Procura nazionale antimafia, Di Matteo e Ardita sostengono Gratteri: si vota i primi di maggio, poi il ballottaggio finale

Sarà una sfida a tre per la procura nazionale antimafia. Dopo il primo “turno”, la Quinta commissione del Csm proporrà al Plenum tre nomi: sono quelli del procuratore di Catanzaro Nicola Gratteri (che ha ottenuto due voti), dell’aggiunto della Procura nazionale antimafia Giovanni Russo (due voti anche per lui) e di Giovanni Melillo, procuratore di Napoli, che ha ottenuto un solo voto. Si registra l’astensione di Michele Ciambellini, togato eletto con Unicost.

La votazione dei giorni scorsi ha riservato una sorpresa: alla vigilia Melillo era accreditato di un numero superiore di voti e invece adesso Gratteri è in vantaggio. Ora, nei primi giorni di maggio, il Plenum voterà per i tre proposti (Gratteri, Russo e Melillo); successivamente ci sarà il ballottaggio tra i due che totalizzeranno più voti. Siamo alla stretta finale, dunque, della tornata che – una volta conclusa – avvierà un effetto domino in alcune tra le Procure più importanti del Paese.

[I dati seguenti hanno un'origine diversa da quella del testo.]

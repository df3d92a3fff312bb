use std::time::Duration;
use thiserror::Error;

#[derive(Error, Debug)]
pub enum TransferError {
    #[error("Datagram channel I/O error: {0}")]
    Io(#[from] std::io::Error),

    #[error("No handshake received within {0:?}")]
    HandshakeTimeout(Duration),

    #[error("Malformed datagram: {0}")]
    MalformedFrame(String),
}
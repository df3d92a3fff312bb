// Loopback tests for the datagram transfer

#[cfg(test)]
mod tests {
    use super::super::*;
    use crate::config::{TransferConfig, TransferMode};
    use crate::core_transfer::frame::Frame;
    use std::net::SocketAddr;
    use std::path::Path;
    use std::time::Duration;
    use tempfile::TempDir;
    use tokio::net::UdpSocket;
    use tokio::task::JoinHandle;

    fn settings(mode: TransferMode) -> TransferConfig {
        TransferConfig {
            mode,
            chunk_size: 1024,
            chunk_delay_ms: 1,
            receive_timeout_ms: 500,
            handshake_timeout_ms: 5_000,
        }
    }

    async fn pair(mode: TransferMode) -> (TransferChannel, TransferChannel) {
        let loopback: SocketAddr = "127.0.0.1:0".parse().unwrap();
        let server = TransferChannel::bind(loopback, settings(mode)).await.unwrap();
        let client = TransferChannel::connect(server.local_addr().unwrap(), settings(mode))
            .await
            .unwrap();
        (server, client)
    }

    fn request_for(dir: &Path, name: &str, contents: &[u8]) -> TransferRequest {
        let path = dir.join(name);
        std::fs::write(&path, contents).unwrap();
        TransferRequest {
            file_name: name.to_string(),
            path,
            size: contents.len() as u64,
        }
    }

    async fn run_transfer(
        server: &TransferChannel,
        client: &TransferChannel,
        request: &TransferRequest,
    ) -> (SendReport, ReceiveReport, Vec<u8>) {
        let lease = server.lease().await;
        let (sent, received) = tokio::join!(send_file(&lease, request), async {
            let lease = client.lease().await;
            let mut out = Vec::new();
            let report = receive_file(&lease, &mut out).await;
            (report, out)
        });
        let (report, out) = received;
        (sent.unwrap(), report.unwrap(), out)
    }

    fn pattern(len: usize) -> Vec<u8> {
        (0..len).map(|i| (i % 251) as u8).collect()
    }

    #[tokio::test]
    async fn test_framed_transfer_is_exact() {
        let dir = TempDir::new().unwrap();
        let contents = pattern(2500);
        let request = request_for(dir.path(), "blob.bin", &contents);
        let (server, client) = pair(TransferMode::Framed).await;

        let (sent, received, out) = run_transfer(&server, &client, &request).await;

        assert_eq!(sent.bytes_sent, 2500);
        assert_eq!(sent.datagrams, 3);
        assert_eq!(sent.peer.port(), client.local_addr().unwrap().port());
        assert!(received.complete);
        assert_eq!(received.expected_len, Some(2500));
        assert_eq!(received.datagrams, 3);
        assert_eq!(out, contents);
    }

    #[tokio::test]
    async fn test_compat_transfer_has_no_trailing_padding() {
        let dir = TempDir::new().unwrap();
        let contents = pattern(1500);
        let request = request_for(dir.path(), "odd.bin", &contents);
        let (server, client) = pair(TransferMode::Compat).await;

        let (sent, received, out) = run_transfer(&server, &client, &request).await;

        assert_eq!(sent.datagrams, 2);
        assert!(received.complete);
        assert_eq!(received.expected_len, None);
        assert_eq!(out.len(), 1500);
        assert_eq!(out, contents);
    }

    #[tokio::test]
    async fn test_empty_file_completes_on_end_frame() {
        let dir = TempDir::new().unwrap();
        let request = request_for(dir.path(), "empty", b"");
        let (server, client) = pair(TransferMode::Framed).await;

        let (sent, received, out) = run_transfer(&server, &client, &request).await;

        assert_eq!(sent.datagrams, 0);
        assert!(received.complete);
        assert_eq!(received.expected_len, Some(0));
        assert!(out.is_empty());
    }

    #[tokio::test]
    async fn test_scenario_hello() {
        let dir = TempDir::new().unwrap();
        let request = request_for(dir.path(), "a.txt", b"hello");
        let (server, client) = pair(TransferMode::Framed).await;

        let (_, received, out) = run_transfer(&server, &client, &request).await;

        assert!(received.complete);
        assert_eq!(&out[..5], b"hello");
    }

    #[tokio::test]
    async fn test_sender_gives_up_without_handshake() {
        let dir = TempDir::new().unwrap();
        let request = request_for(dir.path(), "a.txt", b"hello");
        let mut quick = settings(TransferMode::Framed);
        quick.handshake_timeout_ms = 100;
        let server = TransferChannel::bind("127.0.0.1:0".parse().unwrap(), quick)
            .await
            .unwrap();

        let lease = server.lease().await;
        let err = send_file(&lease, &request).await.unwrap_err();
        assert!(matches!(err, TransferError::HandshakeTimeout(_)));
    }

    #[tokio::test]
    async fn test_silent_sender_is_incomplete_in_framed_mode() {
        let (_server, client) = pair(TransferMode::Framed).await;
        let lease = client.lease().await;
        let mut out = Vec::new();
        let report = receive_file(&lease, &mut out).await.unwrap();
        assert!(!report.complete);
        assert_eq!(report.bytes_received, 0);
    }

    #[tokio::test]
    async fn test_silent_sender_counts_as_done_in_compat_mode() {
        let (_server, client) = pair(TransferMode::Compat).await;
        let lease = client.lease().await;
        let mut out = Vec::new();
        let report = receive_file(&lease, &mut out).await.unwrap();
        assert!(report.complete);
        assert!(out.is_empty());
    }

    #[tokio::test]
    async fn test_stale_handshake_is_discarded_on_lease() {
        let dir = TempDir::new().unwrap();
        let request = request_for(dir.path(), "a.txt", b"hello");
        let (server, client) = pair(TransferMode::Framed).await;

        // A handshake nobody waited for, e.g. from an abandoned transfer.
        let stray = tokio::net::UdpSocket::bind("127.0.0.1:0").await.unwrap();
        stray
            .send_to(b"late", server.local_addr().unwrap())
            .await
            .unwrap();
        tokio::time::sleep(Duration::from_millis(50)).await;

        let (sent, received, out) = run_transfer(&server, &client, &request).await;
        assert_eq!(sent.peer.port(), client.local_addr().unwrap().port());
        assert!(received.complete);
        assert_eq!(out, b"hello");
    }

    #[tokio::test]
    async fn test_lease_is_exclusive() {
        let (server, _client) = pair(TransferMode::Framed).await;
        let first = server.lease().await;
        let second = tokio::time::timeout(Duration::from_millis(100), server.lease()).await;
        assert!(second.is_err());
        drop(first);
        let third = tokio::time::timeout(Duration::from_millis(100), server.lease()).await;
        assert!(third.is_ok());
    }

    /// Starts a framed receiver towards a bare socket and returns that
    /// socket, the receiver's address and the id from its HELLO.
    async fn manual_sender() -> (UdpSocket, SocketAddr, u32, JoinHandle<(ReceiveReport, Vec<u8>)>) {
        let raw = UdpSocket::bind("127.0.0.1:0").await.unwrap();
        let client = TransferChannel::connect(raw.local_addr().unwrap(), settings(TransferMode::Framed))
            .await
            .unwrap();
        let receiver = tokio::spawn(async move {
            let lease = client.lease().await;
            let mut out = Vec::new();
            let report = receive_file(&lease, &mut out).await.unwrap();
            (report, out)
        });

        let mut buf = [0u8; 64];
        let (n, peer) = raw.recv_from(&mut buf).await.unwrap();
        let transfer_id = match Frame::decode(&buf[..n]).unwrap() {
            Frame::Hello { transfer_id } => transfer_id,
            other => panic!("expected HELLO, got {:?}", other),
        };
        (raw, peer, transfer_id, receiver)
    }

    async fn send_frames(raw: &UdpSocket, peer: SocketAddr, frames: &[Frame<'_>]) {
        for frame in frames {
            raw.send_to(&frame.to_bytes(), peer).await.unwrap();
        }
    }

    fn data(transfer_id: u32, seq: u32, payload: &[u8]) -> Frame<'_> {
        Frame::Data {
            transfer_id,
            seq,
            payload,
        }
    }

    #[tokio::test]
    async fn test_skipped_seq_is_counted_as_gap() {
        let (raw, peer, id, receiver) = manual_sender().await;
        send_frames(
            &raw,
            peer,
            &[
                data(id, 0, b"ab"),
                data(id, 2, b"ef"),
                Frame::End {
                    transfer_id: id,
                    seq: 3,
                    total_len: 6,
                },
            ],
        )
        .await;

        let (report, out) = receiver.await.unwrap();
        assert_eq!(report.gaps, 1);
        assert_eq!(report.out_of_order, 0);
        assert_eq!(report.bytes_received, 4);
        assert!(!report.complete);
        assert_eq!(out, b"abef");
    }

    #[tokio::test]
    async fn test_late_frame_fills_gap_and_counts_out_of_order() {
        let (raw, peer, id, receiver) = manual_sender().await;
        send_frames(
            &raw,
            peer,
            &[
                data(id, 0, b"ab"),
                data(id, 2, b"ef"),
                data(id, 1, b"cd"),
                Frame::End {
                    transfer_id: id,
                    seq: 3,
                    total_len: 6,
                },
            ],
        )
        .await;

        let (report, out) = receiver.await.unwrap();
        assert_eq!(report.gaps, 0);
        assert_eq!(report.out_of_order, 1);
        assert!(report.complete);
        assert_eq!(out, b"abefcd");
    }

    #[tokio::test]
    async fn test_lost_trailing_frame_is_counted_at_end() {
        let (raw, peer, id, receiver) = manual_sender().await;
        send_frames(
            &raw,
            peer,
            &[
                data(id, 0, b"ab"),
                Frame::End {
                    transfer_id: id,
                    seq: 2,
                    total_len: 4,
                },
            ],
        )
        .await;

        let (report, _) = receiver.await.unwrap();
        assert_eq!(report.gaps, 1);
        assert!(!report.complete);
    }

    #[tokio::test]
    async fn test_frames_of_earlier_transfer_do_not_capture_receiver() {
        let (raw, peer, id, receiver) = manual_sender().await;
        let stale = id.wrapping_add(1);
        send_frames(
            &raw,
            peer,
            &[
                data(stale, 5, b"zz"),
                Frame::End {
                    transfer_id: stale,
                    seq: 6,
                    total_len: 12,
                },
                data(id, 0, b"ok"),
                Frame::End {
                    transfer_id: id,
                    seq: 1,
                    total_len: 2,
                },
            ],
        )
        .await;

        let (report, out) = receiver.await.unwrap();
        assert_eq!(report.dropped, 2);
        assert!(report.complete);
        assert_eq!(out, b"ok");
    }

    #[tokio::test]
    async fn test_sender_uses_id_from_hello() {
        let dir = TempDir::new().unwrap();
        let request = request_for(dir.path(), "a.txt", b"hello");
        let server = TransferChannel::bind("127.0.0.1:0".parse().unwrap(), settings(TransferMode::Framed))
            .await
            .unwrap();
        let raw = UdpSocket::bind("127.0.0.1:0").await.unwrap();

        let lease = server.lease().await;
        raw.send_to(
            &Frame::Hello { transfer_id: 77 }.to_bytes(),
            server.local_addr().unwrap(),
        )
        .await
        .unwrap();
        send_file(&lease, &request).await.unwrap();

        let mut buf = [0u8; 64];
        let n = raw.recv(&mut buf).await.unwrap();
        assert_eq!(Frame::decode(&buf[..n]).unwrap().transfer_id(), 77);
    }
}
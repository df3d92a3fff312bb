use anyhow::{Context, Result};
use clap::Parser;
use colored::Colorize;
use rouilleudpd::core_cli::ClientCli;
use rouilleudpd::core_client::{ClientError, FileClient};
use rouilleudpd::helpers::{init_logger, load_config};
use tokio::io::BufReader;

#[tokio::main]
async fn main() -> Result<()> {
    let args = ClientCli::parse();
    init_logger(args.verbose);

    let mut config = load_config(args.config.as_deref())?;
    args.apply(&mut config);
    config.validate()?;

    let mut client = match FileClient::connect(&config).await {
        Ok(client) => client,
        Err(e @ ClientError::ConnectFailed { .. }) => {
            eprintln!("{}", "Too many connection attempts, giving up.".red());
            return Err(e.into());
        }
        Err(e) => return Err(e.into()),
    };

    let greeting = client.greeting().await.context("No greeting from server")?;
    println!("{}", greeting);

    client
        .run(BufReader::new(tokio::io::stdin()))
        .await
        .context("Session ended with an error")?;

    Ok(())
}
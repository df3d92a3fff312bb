use std::path::PathBuf;
use thiserror::Error;

#[derive(Error, Debug)]
pub enum SandboxError {
    #[error("No such file or directory: {0}")]
    NotFound(PathBuf),

    #[error("Path escapes the sandbox root: {0}")]
    Violation(PathBuf),

    #[error("Invalid sandbox root {path}: {reason}")]
    InvalidRoot { path: PathBuf, reason: String },

    #[error("I/O error on {path}: {source}")]
    Io {
        path: PathBuf,
        source: std::io::Error,
    },
}

impl SandboxError {
    pub fn is_violation(&self) -> bool {
        matches!(self, SandboxError::Violation(_))
    }
}
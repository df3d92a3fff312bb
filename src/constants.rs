// src/constants.rs

use std::time::Duration;

pub const DEFAULT_TCP_PORT: u16 = 2021;
pub const DEFAULT_UDP_PORT: u16 = 2020;
pub const DEFAULT_BIND_ADDRESS: &str = "0.0.0.0";

/// Workers per available core.
pub const POOL_SIZE_MULTIPLIER: usize = 4;

pub const MAX_BUFFER_SIZE: usize = 1024;
/// Longest command line accepted on the control channel, newline included.
pub const MAX_COMMAND_LINE: usize = 4096;
/// Largest payload a single UDP datagram can carry over IPv4.
pub const MAX_DATAGRAM_PAYLOAD: usize = 65_507;

pub const CHUNK_DELAY: Duration = Duration::from_millis(10);
pub const RECEIVE_TIMEOUT: Duration = Duration::from_millis(1000);
pub const HANDSHAKE_TIMEOUT: Duration = Duration::from_secs(30);

pub const CONNECT_RETRIES: u32 = 10;
pub const CONNECT_BACKOFF: Duration = Duration::from_secs(3);

pub const DEFAULT_CONFIG_PATH: &str = "/etc/rouilleudpd.conf";
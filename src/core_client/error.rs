use crate::core_transfer::TransferError;
use thiserror::Error;

#[derive(Error, Debug)]
pub enum ClientError {
    #[error("Could not connect to {addr} after {attempts} attempts: {source}")]
    ConnectFailed {
        addr: String,
        attempts: u32,
        source: std::io::Error,
    },

    #[error("Server closed the connection")]
    Disconnected,

    #[error("Control channel I/O error: {0}")]
    Io(#[from] std::io::Error),

    #[error(transparent)]
    Transfer(#[from] TransferError),
}
// Control-channel acceptor and session workers
pub mod network;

Nei giorni scorsi il Csm ha impresso un’accelerazione sulla scelta del successore di Federico Cafiero De Raho, con le audizioni, in Commissione Direttivi, dei sette candidati, inizialmente convocate per il 12 aprile. Un segnale della volontà di stringere i tempi, considerata l’importanza e la delicatezza del posto da ricoprire.

Siamo comunque sempre davanti ad una spaccatura, l’ennesima, che mostra ancora una volta lo stato in cui versa la magistratura italiana. La Commissione per gli incarichi direttivi del Csm si è divisa sulla scelta dell’erede di Federico Cafiero De Raho, il procuratore nazionale antimafia andato in pensione per limiti d’età lasciando il suo posto senza un ‘titolare’ dallo scorso febbraio.

Di Matteo sarebbe propenso a votare Gratteri. Per il procuratore di Catanzaro ci sarebbe anche l’altro pm antimafia Sebastiano Ardita. Melillo sconterebbe un ‘peccato originale’: quello di essere stato il capo di gabinetto dell’allora ministro della Giustizia Andrea Orlando (arrassusia, diciamo a Cosenza). Un incarico troppo ‘politico’ per poter ora aspirare a diventare il capo della Dna. Melillo, come si ricorderà, era stato nominato procuratore di Napoli a luglio del 2017. Per ironia della sorte aveva battuto, 14 voti a 9, proprio Federico Cafiero De Raho, fino a quel momento procuratore di Reggio Calabria. Come per la nomina di Marcello Viola a procuratore di Milano, sarà comunque determinate l’orientamento dei consiglieri laici. Salvo imprevisti, il voto è atteso dopo Pasqua.

Nino Di Matteo non fa parte della Commissione per gli incarichi direttivi ma che prima di essere eletto al Csm prestava servizio alla Procura nazionale antimafia e dove tornerà il prossimo settembre quando terminerà la consiliatura. Con Cafiero De Raho il magistrato siciliano aveva avuto un rapporto complicato al punto da essere “rimosso” a maggio del 2019 dal pool che si stava occupando delle indagini sui mandanti occulti delle stragi dei primi anni 90.

Ufficialmente il motivo del trasferimento ad altro incarico all’interno della Dna era stato dovuto al fatto che il pm del processo Trattativa Stato-mafia aveva raccontato, durante la trasmissione di Andrea Purgatori su La7, alcuni dettagli, ritenuti da Cafiero De Raho di interesse investigativo e relativi a trascorse vicende giudiziarie. Riferendosi ad esempio alla strage di Capaci, Di Matteo aveva sottolineato con il giornalista il ritrovamento nei pressi del cratere della bomba di un guanto con tracce di dna femminile e di un foglietto con il numero di un funzionario dei servizi segreti. Il magistrato aveva poi ricordato che Pietro Rampulla, l’uomo che fornì il telecomando per la strage, era un estremista di destra e l’interesse di Giovanni Falcone per gli elenchi di Gladio.